Weekly Chest CasesArchive of Old Cases

Case No : 1170 Date 2020-03-24

  • Courtesy of Youkyung Lee / Hanyang University Guri Hospital
  • Age/Sex 57 / M
  • Chief Complainta palpable mobile mass in the right chest wall after trauma
  • Figure 1
  • Figure 2
  • Figure 3

Diagnosis With Brief Discussion

Diagnosis
Mesenchymal hamartoma
Radiologic Findings
CT scans reveal an about 5cm-sized mass in the right lower posterolateral chest wall, between the latissimus dorsi muscle and right 8th rib posterolateral arc. The mass is encapsulated. It has a central calcific density with surrounding fat, and soft tissue or fluid density posteriorly and laterally. The calcific portion is fragmented into smaller pieces in the peripheral portion. The largest calcific portion has a lobulated margin and looks ossified.
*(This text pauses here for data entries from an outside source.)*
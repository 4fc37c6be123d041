//! FNOL Triage Domain
//!
//! This crate turns the plain text of a First Notice of Loss (FNOL) document
//! into a routing decision for the claims team.
//!
//! # Pipeline
//!
//! ```text
//! FieldExtractor -> Validator ----------\
//!               \-> InconsistencyChecker -> RoutingEngine -> ReasoningGenerator
//! ```
//!
//! Every stage is a pure, synchronous function over read-only tables, so
//! documents can be triaged concurrently without coordination.

pub mod field;
pub mod extractor;
pub mod validation;
pub mod inconsistency;
pub mod routing;
pub mod reasoning;
pub mod pipeline;
pub mod error;

pub use field::{ExtractedFields, FieldName, FieldValue};
pub use extractor::FieldExtractor;
pub use validation::{Validator, MANDATORY_FIELDS};
pub use inconsistency::{
    InconsistencyChecker, InconsistencyFlag, InconsistencyKind, ESTIMATE_MISMATCH_RATIO,
};
pub use routing::{
    CascadeOutcome, FiredRule, RouteDecision, RoutingEngine, RoutingTrace,
    FAST_TRACK_THRESHOLD, FRAUD_KEYWORDS,
};
pub use reasoning::ReasoningGenerator;
pub use pipeline::{process, TriageResult};
pub use error::TriageError;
The lesion is measured 4.8x2.5cm on axial scan.
Brief Review
A mesenchymal hamartoma of the chest wall is a very rare benign chest wall tumor. Mesenchymal hamartomas are not considered true neoplasms and are composed of maturing, proliferating normal skeletal elements, with no propensity for invasion or metastasis. It typically present in neonates or infants. The most common modes of clinical presentation of MHCW are as a chest wall mass in infancy, with or without respiratory distress.

Typically, these lesions arise from the central portions of one or several ribs. Computed tomography best demonstrated the matrix mineralization, seen in 100% of lesions, with the mineralization appearing chondroid alone in 79%. Hemorrhagic cystic regions (secondary aneurismal bone cyst areas) also were seen with CT (fluid levels in 64% of lesions), although T2-weighted MR images were superior in demonstrating this feature in 80% of cases.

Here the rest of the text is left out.